Exercise directions
Lines of the listing below that contain the string "validation" are to be returned.

Segment Open

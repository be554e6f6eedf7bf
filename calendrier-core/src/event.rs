//! Calendar entry types.
//!
//! `EventRecord` is what the store holds. `EventDraft` and `EventPatch` are
//! the unvalidated shapes callers hand in; `crate::validation` turns them into
//! `NewEvent` and `ValidatedPatch`, which are the only inputs the store accepts.

use std::fmt;
use std::str::FromStr;

use chrono::{DateTime, NaiveDate, SecondsFormat, Utc};
use serde::{Deserialize, Serialize};

/// One calendar entry as stored in a partition
#[derive(Debug, Clone, PartialEq, Eq, Serialize, Deserialize)]
pub struct EventRecord {
    #[serde(rename = "_id")]
    pub id: String,
    pub date: EventDate,
    pub titre: String,
    pub description: String,
}

/// When an entry happens: either a whole day or a precise instant.
///
/// Serialized as a string in the shape it was given: `YYYY-MM-DD` for days,
/// RFC 3339 UTC for instants.
#[derive(Debug, Clone, Copy, PartialEq, Eq, Serialize, Deserialize)]
#[serde(try_from = "String", into = "String")]
pub enum EventDate {
    Date(NaiveDate),
    DateTime(DateTime<Utc>),
}

impl FromStr for EventDate {
    type Err = String;

    fn from_str(s: &str) -> Result<Self, Self::Err> {
        let s = s.trim();
        if s.is_empty() {
            return Err("date is empty".to_string());
        }

        if let Ok(date) = NaiveDate::parse_from_str(s, "%Y-%m-%d") {
            return Ok(EventDate::Date(date));
        }

        DateTime::parse_from_rfc3339(s)
            .map(|dt| EventDate::DateTime(dt.with_timezone(&Utc)))
            .map_err(|_| format!("'{}' is not a valid date (expected YYYY-MM-DD or RFC 3339)", s))
    }
}

impl TryFrom<String> for EventDate {
    type Error = String;

    fn try_from(value: String) -> Result<Self, Self::Error> {
        value.parse()
    }
}

impl From<EventDate> for String {
    fn from(date: EventDate) -> Self {
        date.to_string()
    }
}

impl fmt::Display for EventDate {
    fn fmt(&self, f: &mut fmt::Formatter) -> fmt::Result {
        match self {
            EventDate::Date(d) => write!(f, "{}", d.format("%Y-%m-%d")),
            EventDate::DateTime(dt) => {
                write!(f, "{}", dt.to_rfc3339_opts(SecondsFormat::AutoSi, true))
            }
        }
    }
}

/// Unvalidated input for a new entry (`POST /{partition}` body)
#[derive(Debug, Clone, Default, Serialize, Deserialize)]
#[serde(default)]
pub struct EventDraft {
    pub date: Option<String>,
    pub titre: Option<String>,
    pub description: Option<String>,
}

impl EventDraft {
    pub fn new(date: &str, titre: &str, description: &str) -> Self {
        EventDraft {
            date: Some(date.to_string()),
            titre: Some(titre.to_string()),
            description: Some(description.to_string()),
        }
    }
}

/// Unvalidated partial update (`PUT /{partition}/{id}` body).
/// Absent fields are left unchanged.
#[derive(Debug, Clone, Default, Serialize, Deserialize)]
#[serde(default)]
pub struct EventPatch {
    pub date: Option<String>,
    pub titre: Option<String>,
    pub description: Option<String>,
}

/// A draft that passed validation, still without an id
#[derive(Debug, Clone, PartialEq, Eq)]
pub struct NewEvent {
    pub date: EventDate,
    pub titre: String,
    pub description: String,
}

impl NewEvent {
    pub fn into_record(self, id: String) -> EventRecord {
        EventRecord {
            id,
            date: self.date,
            titre: self.titre,
            description: self.description,
        }
    }
}

/// A patch whose supplied fields all passed validation
#[derive(Debug, Clone, Default, PartialEq, Eq)]
pub struct ValidatedPatch {
    pub date: Option<EventDate>,
    pub titre: Option<String>,
    pub description: Option<String>,
}

impl ValidatedPatch {
    /// Overwrite the supplied fields on `record`. The id is never touched.
    pub fn apply(&self, record: &mut EventRecord) {
        if let Some(date) = self.date {
            record.date = date;
        }
        if let Some(titre) = &self.titre {
            record.titre = titre.clone();
        }
        if let Some(description) = &self.description {
            record.description = description.clone();
        }
    }
}

/// Fresh globally-unique identifier for events and the aggregate
pub fn new_id() -> String {
    uuid::Uuid::new_v4().to_string()
}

Segment Closed

Exercise result
//! the unvalidated shapes callers hand in; `crate::validation` turns them into
/// A draft that passed validation, still without an id
/// A patch whose supplied fields all passed validation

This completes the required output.